What you are asked to do >>
Scan the data below for the string "match". Show every line where it turns up.

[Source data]
----
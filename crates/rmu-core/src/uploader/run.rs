//! The upload loop: pending parts in order, persist after each, finalize.

use super::progress::ProgressPrinter;
use super::UploadError;
use crate::etag;
use crate::retry::{run_with_retry, RetryPolicy};
use crate::session::{Session, SessionStore};
use crate::store::{
    CompletedPart, FinalLocation, ObjectStore, PartUpload, PartUploadRequest, UploadEvent,
};

/// Uploads every pending part in ascending part-number order, persisting
/// the session after each success, then composes the multipart etag and
/// asks the store to assemble the object.
///
/// Idempotent on completed sessions: one that already records its final
/// location returns it immediately with zero store calls. On a store
/// failure the session is persisted as-is (the failed part stays pending)
/// and the error surfaces; the caller resumes to continue.
pub fn run<S: ObjectStore>(
    store: &S,
    session_store: &SessionStore,
    session: &mut Session,
    policy: &RetryPolicy,
    progress: &mut ProgressPrinter,
) -> Result<FinalLocation, UploadError> {
    if let Some(location) = session.location() {
        tracing::info!(location = %location, "upload already completed; nothing to do");
        let location = FinalLocation {
            uri: location.to_string(),
        };
        progress.completed(&location);
        return Ok(location);
    }

    let total_parts = session.parts().len();
    let pending = session.pending_ranges();
    progress.session_summary(total_parts, pending.len());

    for range in pending {
        progress.part_started(range.number, range.length);

        let outcome = run_with_retry(policy, || {
            let mut upload = store.upload_part(PartUploadRequest {
                upload_id: session.upload_id(),
                target: session.target(),
                number: range.number,
                source: session.file(),
                offset: range.offset,
                length: range.length,
            })?;
            loop {
                match upload.next_event()? {
                    UploadEvent::Progress { bytes } => progress.bytes_transferred(bytes),
                    UploadEvent::Done { etag } => return Ok(etag),
                }
            }
        });

        let part_etag = match outcome {
            Ok(etag) => etag,
            Err(source) => {
                // The failed part stays pending; leave a fresh, valid
                // session behind for the next resume.
                session_store.save(session)?;
                return Err(UploadError::Part {
                    number: range.number,
                    source,
                });
            }
        };

        progress.part_finished(&part_etag);
        tracing::debug!(part = range.number, etag = %part_etag, "part uploaded");
        session.record_uploaded(range.number, part_etag)?;
        session_store.save(session)?;
    }

    let still_pending = session.pending_ranges().len();
    if still_pending > 0 {
        return Err(UploadError::IncompleteParts {
            count: still_pending,
        });
    }

    let composite = match session.multipart_etag() {
        Some(existing) => existing.to_string(),
        None => {
            let composite = etag::multipart_etag(&session.uploaded_etags())?;
            session.set_multipart_etag(composite.clone())?;
            session_store.save(session)?;
            composite
        }
    };
    progress.composite_etag(&composite);

    let completed: Vec<CompletedPart> = session
        .parts()
        .iter()
        .filter_map(|p| {
            p.etag().map(|etag| CompletedPart {
                number: p.range.number,
                etag: etag.to_string(),
            })
        })
        .collect();

    let location = match run_with_retry(policy, || {
        store.complete_multipart_upload(session.upload_id(), session.target(), &completed)
    }) {
        Ok(location) => location,
        Err(source) => {
            session_store.save(session)?;
            return Err(UploadError::Complete(source));
        }
    };

    session.set_location(location.uri.clone())?;
    session_store.save(session)?;
    tracing::info!(location = %location.uri, etag = %composite, "upload completed");
    progress.completed(&location);
    Ok(location)
}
----
Written reply >>
                match upload.next_event()? {
        let part_etag = match outcome {
    let composite = match session.multipart_etag() {
    let location = match run_with_retry(policy, || {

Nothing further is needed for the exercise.